2. Я должен еще раз усложнить эту схему. Мне можно было бы возразить, и конечно же, подобное возражение приходило мне в голову: если вы говорите, что «мессианство» свободно от всех форм «мессианизма» («без мессианизма»), то почему бы не описать так называемую всеобщую структуру, вообще не упоминая мессианство, так, чтобы избежать даже намека на мессию вообще, на саму фигуру Мессии, которая в любых контекстах навсегда остается связанной с совершенно конкретным языком, культурой, «откровением»? Поскольку возражение обосновано и достаточно очевидно, чтобы я мог его не заметить, то вот как я должен на него ответить — и прежде всего, себе самому. Это, по сути, стратегический ответ, принимающий в расчет сложную ситуацию, и ее раскрытие не сводится к какому–то одному слову.

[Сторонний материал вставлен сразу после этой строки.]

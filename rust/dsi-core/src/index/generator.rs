// rust/dsi-core/src/index/generator.rs

//! Deterministic construction of the global index order for one epoch.
//!
//! The order is a pure function of an [`IndexPlan`] and an epoch number. Any
//! process that generates the same `(plan, epoch)` pair gets a bit-identical
//! array, so ranks never have to exchange the order itself.
//!
//! # Shuffle algorithm
//!
//! The permutation is part of the reproducibility contract and is fixed:
//! `rand_chacha::ChaCha8Rng::seed_from_u64(seed.wrapping_add(epoch))` drives
//! `rand::seq::SliceRandom::shuffle` (rand 0.8) over `0..length`. Bumping
//! either crate across a major version changes persisted orders.

use rand::seq::SliceRandom;
use rand::SeedableRng;
use rand_chacha::ChaCha8Rng;

use super::view::IndexView;
use crate::error::{Result, SamplerError};

/// Inputs that fully determine the global index order of an epoch.
#[derive(Debug, Clone, Copy, PartialEq, Eq)]
pub struct IndexPlan {
    /// Number of items in the dataset.
    pub length: usize,
    /// Number of ranks the order is split across.
    pub world_size: usize,
    /// Base seed; combined with the epoch to key the shuffle.
    pub seed: u64,
    /// Whether to shuffle, or keep the identity order.
    pub shuffle: bool,
    /// Truncate to a balanced total instead of padding.
    pub drop_last: bool,
}

impl IndexPlan {
    /// Checks that a world-size-aligned order can be produced.
    ///
    /// # Errors
    ///
    /// Returns a configuration error if `world_size` is zero, the dataset is
    /// too large for 32-bit indices, or `drop_last` leaves nothing per rank.
    pub fn validate(&self) -> Result<()> {
        if self.world_size == 0 {
            return Err(SamplerError::config("world_size must be greater than 0"));
        }
        if self.length as u64 > u64::from(u32::MAX) {
            return Err(SamplerError::config(format!(
                "dataset length {} does not fit in 32-bit indices",
                self.length
            )));
        }
        if self.drop_last && self.length < self.world_size {
            return Err(SamplerError::config(format!(
                "cannot drop_last with {} items across {} ranks: no samples left per rank",
                self.length, self.world_size
            )));
        }
        Ok(())
    }

    /// Number of samples each rank receives per epoch.
    pub fn num_samples(&self) -> usize {
        if self.world_size == 0 {
            return 0;
        }
        if self.drop_last && self.length % self.world_size != 0 {
            // Split to the nearest length that every rank can share evenly.
            self.length
                .saturating_sub(self.world_size)
                .div_ceil(self.world_size)
        } else {
            self.length.div_ceil(self.world_size)
        }
    }

    /// Length of the generated array; always a multiple of `world_size`.
    pub fn total_size(&self) -> usize {
        self.num_samples() * self.world_size
    }
}

/// The global index order of one epoch, owned by the generator until it is
/// persisted or turned into a read-only [`IndexView`].
#[derive(Debug, Clone, PartialEq, Eq)]
pub struct GlobalIndices {
    plan: IndexPlan,
    epoch: u64,
    indices: Vec<u32>,
}

impl GlobalIndices {
    pub fn plan(&self) -> &IndexPlan {
        &self.plan
    }

    pub fn epoch(&self) -> u64 {
        self.epoch
    }

    pub fn as_slice(&self) -> &[u32] {
        &self.indices
    }

    pub fn len(&self) -> usize {
        self.indices.len()
    }

    pub fn is_empty(&self) -> bool {
        self.indices.is_empty()
    }

    /// XxHash64 of the persisted byte layout.
    pub fn checksum(&self) -> u64 {
        super::checksum_indices(&self.indices)
    }

    pub fn into_vec(self) -> Vec<u32> {
        self.indices
    }

    /// Converts into a shareable read-only view.
    pub fn into_view(self) -> IndexView {
        IndexView::from_vec(self.indices)
    }
}

/// Builds the global index order for `epoch`.
///
/// Without `drop_last` the order is padded by repeating its own prefix,
/// wrapping around as often as needed; with `drop_last` the tail is cut.
/// The result always holds exactly `plan.total_size()` entries.
///
/// # Errors
///
/// Returns a configuration error if the plan is invalid (see
/// [`IndexPlan::validate`]).
pub fn generate(plan: &IndexPlan, epoch: u64) -> Result<GlobalIndices> {
    plan.validate()?;

    let total_size = plan.total_size();
    let mut indices: Vec<u32> = (0..plan.length as u32).collect();

    if plan.shuffle {
        let mut rng = ChaCha8Rng::seed_from_u64(plan.seed.wrapping_add(epoch));
        indices.shuffle(&mut rng);
    }

    if plan.drop_last {
        indices.truncate(total_size);
    } else {
        let mut padding = total_size - indices.len();
        while padding > 0 {
            let take = padding.min(plan.length);
            indices.extend_from_within(..take);
            padding -= take;
        }
    }

    debug_assert_eq!(indices.len(), total_size);
    tracing::debug!(
        epoch,
        length = plan.length,
        total_size,
        shuffle = plan.shuffle,
        "generated global indices"
    );

    Ok(GlobalIndices {
        plan: *plan,
        epoch,
        indices,
    })
}

#[cfg(test)]
mod tests {
    use super::*;
    use std::collections::HashSet;

    fn plan(length: usize, world_size: usize, shuffle: bool, drop_last: bool) -> IndexPlan {
        IndexPlan {
            length,
            world_size,
            seed: 42,
            shuffle,
            drop_last,
        }
    }

    #[test]
    fn test_total_size_padded() {
        for length in 1..50 {
            for world_size in 1..9 {
                let p = plan(length, world_size, true, false);
                let expected = length.div_ceil(world_size) * world_size;
                assert_eq!(p.total_size(), expected, "length={length} world={world_size}");

                let indices = generate(&p, 0).unwrap();
                assert_eq!(indices.len(), expected);

                // Every original index is present at least once.
                let seen: HashSet<u32> = indices.as_slice().iter().copied().collect();
                assert_eq!(seen.len(), length);
                assert!(indices.as_slice().iter().all(|&i| (i as usize) < length));
            }
        }
    }

    #[test]
    fn test_total_size_drop_last() {
        for world_size in 1..9 {
            for length in world_size..60 {
                let p = plan(length, world_size, true, true);
                let total = p.total_size();
                assert_eq!(total % world_size, 0);
                assert!(total <= length);
                // Never drops more than one full round of ranks.
                assert!(length - total < 2 * world_size);

                let indices = generate(&p, 1).unwrap();
                let distinct: HashSet<u32> = indices.as_slice().iter().copied().collect();
                assert_eq!(distinct.len(), indices.len(), "duplicates with drop_last");
            }
        }
    }

    #[test]
    fn test_drop_last_identity_scenario() {
        let p = plan(17, 4, false, true);
        assert_eq!(p.num_samples(), 4);
        assert_eq!(p.total_size(), 16);

        let indices = generate(&p, 0).unwrap();
        assert_eq!(indices.into_vec(), (0..16).collect::<Vec<u32>>());
    }

    #[test]
    fn test_drop_last_evenly_divisible_keeps_everything() {
        let p = plan(16, 4, false, true);
        assert_eq!(p.total_size(), 16);
    }

    #[test]
    fn test_identity_padding_wraps() {
        // 3 items across 8 ranks: prefix repeated twice, then a partial prefix.
        let p = plan(3, 8, false, false);
        let indices = generate(&p, 0).unwrap();
        assert_eq!(indices.into_vec(), vec![0, 1, 2, 0, 1, 2, 0, 1]);
    }

    #[test]
    fn test_padding_repeats_shuffled_prefix() {
        let p = plan(10, 4, true, false);
        let indices = generate(&p, 5).unwrap().into_vec();
        assert_eq!(indices.len(), 12);
        assert_eq!(&indices[10..], &indices[..2]);
    }

    #[test]
    fn test_deterministic() {
        let p = IndexPlan {
            length: 100,
            world_size: 1,
            seed: 42,
            shuffle: true,
            drop_last: false,
        };
        let a = generate(&p, 3).unwrap();
        let b = generate(&p, 3).unwrap();
        assert_eq!(a, b);
        assert_eq!(a.checksum(), b.checksum());
    }

    #[test]
    fn test_epoch_changes_order() {
        let p = plan(100, 1, true, false);
        let a = generate(&p, 0).unwrap().into_vec();
        let b = generate(&p, 1).unwrap().into_vec();
        assert_ne!(a, b);

        let mut sorted = b.clone();
        sorted.sort_unstable();
        assert_eq!(sorted, (0..100).collect::<Vec<u32>>());
    }

    #[test]
    fn test_seed_plus_epoch_keys_the_shuffle() {
        let a = IndexPlan { seed: 10, ..plan(64, 2, true, false) };
        let b = IndexPlan { seed: 7, ..plan(64, 2, true, false) };
        assert_eq!(generate(&a, 0).unwrap().into_vec(), generate(&b, 3).unwrap().into_vec());
    }

    #[test]
    fn test_shuffle_false_is_identity() {
        let p = plan(12, 3, false, false);
        assert_eq!(generate(&p, 9).unwrap().into_vec(), (0..12).collect::<Vec<u32>>());
    }

    #[test]
    fn test_empty_dataset_without_drop_last() {
        let p = plan(0, 4, true, false);
        assert_eq!(p.total_size(), 0);
        assert!(generate(&p, 0).unwrap().is_empty());
    }

    #[test]
    fn test_drop_last_fewer_items_than_ranks() {
        let p = plan(3, 4, false, true);
        let err = generate(&p, 0).unwrap_err();
        assert!(err.is_config());
    }

    #[test]
    #[cfg(target_pointer_width = "64")]
    fn test_length_beyond_u32_indices() {
        let p = plan(u32::MAX as usize + 1, 4, true, false);
        let err = p.validate().unwrap_err();
        assert!(err.is_config());
        assert!(err.to_string().contains("32-bit"));
        assert!(generate(&p, 0).unwrap_err().is_config());

        assert!(plan(u32::MAX as usize, 4, true, false).validate().is_ok());
    }

    #[test]
    fn test_zero_world_size() {
        let p = plan(10, 0, false, false);
        assert!(generate(&p, 0).unwrap_err().is_config());
    }
}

a. С одной стороны, это слово (мессианство), как я полагаю, является достаточно случайным и внешним; его ценность прежде всего риторическая или педагогическая. В определенных контекстах оно служит для того, чтобы, указав на знакомый культурный пейзаж, сделать более понятным то, на что похоже (но я сразу же добавляю: к нему не сводясь и с ним не совпадая) то, что я называю мессианством. Если когда–нибудь станет ясно, что я подразумеваю под этим словом, то в этом контексте уже придется говорить, не только не упоминая традиционный мессианизм и «Мессию», но даже не прибегая к слову «без». Тогда, оставаясь внешне прежними, слова обрели бы другие значения.